WORK TO COMPLETE: Write out, word for word, every line in the data below from the one containing "reads them back" to the one containing "use layerplane_core::planner::ValidationResult;", both of them included.

===

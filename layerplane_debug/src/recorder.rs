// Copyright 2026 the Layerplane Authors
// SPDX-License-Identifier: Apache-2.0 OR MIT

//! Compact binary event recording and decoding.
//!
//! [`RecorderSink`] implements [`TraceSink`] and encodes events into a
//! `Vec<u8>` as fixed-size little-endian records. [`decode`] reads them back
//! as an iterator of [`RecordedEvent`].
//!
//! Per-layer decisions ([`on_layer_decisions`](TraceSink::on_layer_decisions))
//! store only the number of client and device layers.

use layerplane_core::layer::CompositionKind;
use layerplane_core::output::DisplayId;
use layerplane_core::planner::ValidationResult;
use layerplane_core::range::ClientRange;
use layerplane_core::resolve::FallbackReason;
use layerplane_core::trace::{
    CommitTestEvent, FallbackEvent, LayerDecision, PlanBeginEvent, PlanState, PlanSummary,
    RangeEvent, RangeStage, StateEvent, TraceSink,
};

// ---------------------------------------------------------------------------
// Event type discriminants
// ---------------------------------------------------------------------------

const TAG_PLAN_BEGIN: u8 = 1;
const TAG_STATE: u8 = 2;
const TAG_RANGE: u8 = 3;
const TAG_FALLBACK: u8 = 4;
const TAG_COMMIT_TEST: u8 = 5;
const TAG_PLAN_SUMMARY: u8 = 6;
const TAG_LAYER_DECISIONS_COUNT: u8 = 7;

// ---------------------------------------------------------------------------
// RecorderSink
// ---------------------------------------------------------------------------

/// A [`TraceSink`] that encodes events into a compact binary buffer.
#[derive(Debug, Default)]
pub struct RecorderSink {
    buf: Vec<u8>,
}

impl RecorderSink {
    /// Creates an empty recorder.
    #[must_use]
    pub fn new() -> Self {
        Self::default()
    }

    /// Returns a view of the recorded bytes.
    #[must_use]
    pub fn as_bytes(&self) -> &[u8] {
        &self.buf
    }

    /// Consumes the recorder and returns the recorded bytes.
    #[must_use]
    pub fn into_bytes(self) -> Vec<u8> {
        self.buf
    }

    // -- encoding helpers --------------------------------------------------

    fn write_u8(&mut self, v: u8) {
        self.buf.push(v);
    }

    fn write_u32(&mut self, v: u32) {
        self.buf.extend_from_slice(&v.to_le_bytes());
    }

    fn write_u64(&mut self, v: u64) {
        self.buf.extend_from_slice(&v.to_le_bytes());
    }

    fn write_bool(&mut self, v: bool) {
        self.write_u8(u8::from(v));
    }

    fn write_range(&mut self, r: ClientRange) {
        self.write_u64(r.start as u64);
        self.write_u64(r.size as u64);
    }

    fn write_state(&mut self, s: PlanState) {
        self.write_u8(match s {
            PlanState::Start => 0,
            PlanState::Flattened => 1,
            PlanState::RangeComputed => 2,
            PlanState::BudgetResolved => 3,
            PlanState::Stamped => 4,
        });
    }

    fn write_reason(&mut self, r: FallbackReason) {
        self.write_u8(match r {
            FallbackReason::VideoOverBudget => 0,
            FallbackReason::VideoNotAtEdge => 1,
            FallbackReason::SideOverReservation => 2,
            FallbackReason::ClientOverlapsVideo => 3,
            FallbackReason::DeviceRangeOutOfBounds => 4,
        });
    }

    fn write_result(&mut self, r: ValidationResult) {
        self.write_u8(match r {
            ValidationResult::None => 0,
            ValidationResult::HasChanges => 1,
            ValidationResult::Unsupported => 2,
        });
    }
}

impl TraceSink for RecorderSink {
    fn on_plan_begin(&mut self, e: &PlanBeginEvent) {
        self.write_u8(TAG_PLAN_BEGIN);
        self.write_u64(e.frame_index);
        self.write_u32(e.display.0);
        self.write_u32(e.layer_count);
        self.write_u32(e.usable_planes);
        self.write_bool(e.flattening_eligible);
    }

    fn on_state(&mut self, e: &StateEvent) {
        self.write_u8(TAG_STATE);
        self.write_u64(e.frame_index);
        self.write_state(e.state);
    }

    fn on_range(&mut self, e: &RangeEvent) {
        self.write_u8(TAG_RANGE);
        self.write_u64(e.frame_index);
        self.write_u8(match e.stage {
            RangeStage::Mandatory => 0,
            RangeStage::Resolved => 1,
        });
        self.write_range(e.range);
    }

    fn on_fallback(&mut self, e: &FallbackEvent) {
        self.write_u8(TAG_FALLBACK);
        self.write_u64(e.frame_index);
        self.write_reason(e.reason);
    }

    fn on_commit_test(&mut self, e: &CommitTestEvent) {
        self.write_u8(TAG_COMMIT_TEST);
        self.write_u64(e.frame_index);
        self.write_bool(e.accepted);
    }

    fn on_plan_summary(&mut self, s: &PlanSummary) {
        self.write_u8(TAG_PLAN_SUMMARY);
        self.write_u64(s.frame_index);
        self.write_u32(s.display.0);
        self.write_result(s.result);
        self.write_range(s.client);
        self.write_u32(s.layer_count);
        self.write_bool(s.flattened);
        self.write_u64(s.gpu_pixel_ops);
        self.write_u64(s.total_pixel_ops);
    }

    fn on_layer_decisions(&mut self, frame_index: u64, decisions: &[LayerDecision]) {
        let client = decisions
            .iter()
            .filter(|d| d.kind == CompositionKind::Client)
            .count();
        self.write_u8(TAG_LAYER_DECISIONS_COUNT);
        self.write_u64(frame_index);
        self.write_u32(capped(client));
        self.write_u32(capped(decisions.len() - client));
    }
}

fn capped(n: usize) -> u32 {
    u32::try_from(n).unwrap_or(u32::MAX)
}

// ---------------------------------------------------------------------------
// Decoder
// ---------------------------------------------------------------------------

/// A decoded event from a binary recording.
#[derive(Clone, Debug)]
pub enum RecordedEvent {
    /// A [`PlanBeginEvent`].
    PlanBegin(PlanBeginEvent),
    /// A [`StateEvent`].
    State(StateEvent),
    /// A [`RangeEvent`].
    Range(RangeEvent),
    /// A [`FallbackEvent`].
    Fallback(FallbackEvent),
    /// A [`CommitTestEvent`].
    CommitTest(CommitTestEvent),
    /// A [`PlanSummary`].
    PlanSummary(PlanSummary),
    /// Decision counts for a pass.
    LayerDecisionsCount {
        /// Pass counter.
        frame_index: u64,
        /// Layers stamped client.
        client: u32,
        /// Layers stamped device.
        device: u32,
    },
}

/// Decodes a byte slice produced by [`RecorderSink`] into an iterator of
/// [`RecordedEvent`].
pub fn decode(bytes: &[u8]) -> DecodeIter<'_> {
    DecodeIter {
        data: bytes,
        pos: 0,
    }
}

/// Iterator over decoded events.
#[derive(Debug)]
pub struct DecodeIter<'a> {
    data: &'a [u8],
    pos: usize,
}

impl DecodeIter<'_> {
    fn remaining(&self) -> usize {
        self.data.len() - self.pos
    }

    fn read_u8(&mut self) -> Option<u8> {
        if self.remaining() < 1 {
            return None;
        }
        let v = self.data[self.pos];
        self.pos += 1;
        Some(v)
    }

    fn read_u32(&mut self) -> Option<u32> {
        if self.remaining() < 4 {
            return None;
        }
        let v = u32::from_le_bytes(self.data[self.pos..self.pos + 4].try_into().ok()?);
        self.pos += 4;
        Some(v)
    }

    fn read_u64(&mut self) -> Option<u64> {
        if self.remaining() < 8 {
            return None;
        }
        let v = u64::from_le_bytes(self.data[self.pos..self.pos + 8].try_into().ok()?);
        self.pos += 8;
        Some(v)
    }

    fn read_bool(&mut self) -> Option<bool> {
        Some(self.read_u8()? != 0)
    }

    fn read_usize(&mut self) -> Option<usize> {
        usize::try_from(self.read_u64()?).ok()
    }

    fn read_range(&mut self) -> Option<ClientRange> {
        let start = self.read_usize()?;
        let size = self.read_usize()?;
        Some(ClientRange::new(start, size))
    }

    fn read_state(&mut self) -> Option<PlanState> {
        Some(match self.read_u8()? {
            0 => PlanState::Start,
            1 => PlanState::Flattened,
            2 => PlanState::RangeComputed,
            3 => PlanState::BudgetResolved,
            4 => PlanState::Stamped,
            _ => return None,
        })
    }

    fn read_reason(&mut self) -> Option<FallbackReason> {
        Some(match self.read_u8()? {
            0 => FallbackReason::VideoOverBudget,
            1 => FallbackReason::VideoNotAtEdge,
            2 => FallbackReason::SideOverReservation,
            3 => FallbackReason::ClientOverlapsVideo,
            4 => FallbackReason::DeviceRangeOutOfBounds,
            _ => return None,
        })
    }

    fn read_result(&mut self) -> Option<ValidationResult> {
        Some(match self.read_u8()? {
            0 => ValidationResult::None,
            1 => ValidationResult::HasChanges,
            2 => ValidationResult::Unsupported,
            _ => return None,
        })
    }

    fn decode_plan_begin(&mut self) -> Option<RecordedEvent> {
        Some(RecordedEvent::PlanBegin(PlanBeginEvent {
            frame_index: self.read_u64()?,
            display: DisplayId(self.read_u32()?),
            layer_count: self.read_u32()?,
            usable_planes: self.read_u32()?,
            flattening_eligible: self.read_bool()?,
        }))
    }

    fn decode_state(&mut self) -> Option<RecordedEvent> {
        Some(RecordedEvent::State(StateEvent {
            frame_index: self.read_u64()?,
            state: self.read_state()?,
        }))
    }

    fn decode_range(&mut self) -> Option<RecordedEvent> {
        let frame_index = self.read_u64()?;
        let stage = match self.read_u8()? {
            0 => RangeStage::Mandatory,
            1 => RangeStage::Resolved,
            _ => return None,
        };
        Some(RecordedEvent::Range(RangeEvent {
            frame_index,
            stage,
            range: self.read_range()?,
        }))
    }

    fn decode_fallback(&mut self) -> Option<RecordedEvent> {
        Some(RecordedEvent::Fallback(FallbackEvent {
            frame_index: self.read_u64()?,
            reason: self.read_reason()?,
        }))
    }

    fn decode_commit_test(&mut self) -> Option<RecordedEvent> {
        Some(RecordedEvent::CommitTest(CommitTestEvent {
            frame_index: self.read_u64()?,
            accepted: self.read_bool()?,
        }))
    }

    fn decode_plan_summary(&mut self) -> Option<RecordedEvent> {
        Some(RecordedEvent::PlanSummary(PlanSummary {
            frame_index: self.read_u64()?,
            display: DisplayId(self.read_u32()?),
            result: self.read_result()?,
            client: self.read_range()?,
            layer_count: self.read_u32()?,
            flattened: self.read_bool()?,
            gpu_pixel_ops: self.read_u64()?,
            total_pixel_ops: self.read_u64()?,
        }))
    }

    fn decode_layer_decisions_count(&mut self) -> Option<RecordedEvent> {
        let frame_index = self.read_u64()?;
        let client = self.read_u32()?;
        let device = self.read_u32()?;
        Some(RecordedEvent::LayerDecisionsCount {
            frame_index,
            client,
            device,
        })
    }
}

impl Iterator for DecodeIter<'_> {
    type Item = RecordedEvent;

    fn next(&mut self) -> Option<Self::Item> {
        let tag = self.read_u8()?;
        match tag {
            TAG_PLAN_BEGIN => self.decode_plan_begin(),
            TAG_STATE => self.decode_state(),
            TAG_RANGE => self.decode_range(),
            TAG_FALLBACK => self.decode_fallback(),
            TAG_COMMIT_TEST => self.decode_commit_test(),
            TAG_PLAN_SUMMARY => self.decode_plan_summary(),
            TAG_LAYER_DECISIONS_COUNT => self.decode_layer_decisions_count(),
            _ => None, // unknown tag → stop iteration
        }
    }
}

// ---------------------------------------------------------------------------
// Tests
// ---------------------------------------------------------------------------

===

OUTPUT OF THE TASK:
//! `Vec<u8>` as fixed-size little-endian records. [`decode`] reads them back
//! as an iterator of [`RecordedEvent`].
//!
//! Per-layer decisions ([`on_layer_decisions`](TraceSink::on_layer_decisions))
//! store only the number of client and device layers.

use layerplane_core::layer::CompositionKind;
use layerplane_core::output::DisplayId;
use layerplane_core::planner::ValidationResult;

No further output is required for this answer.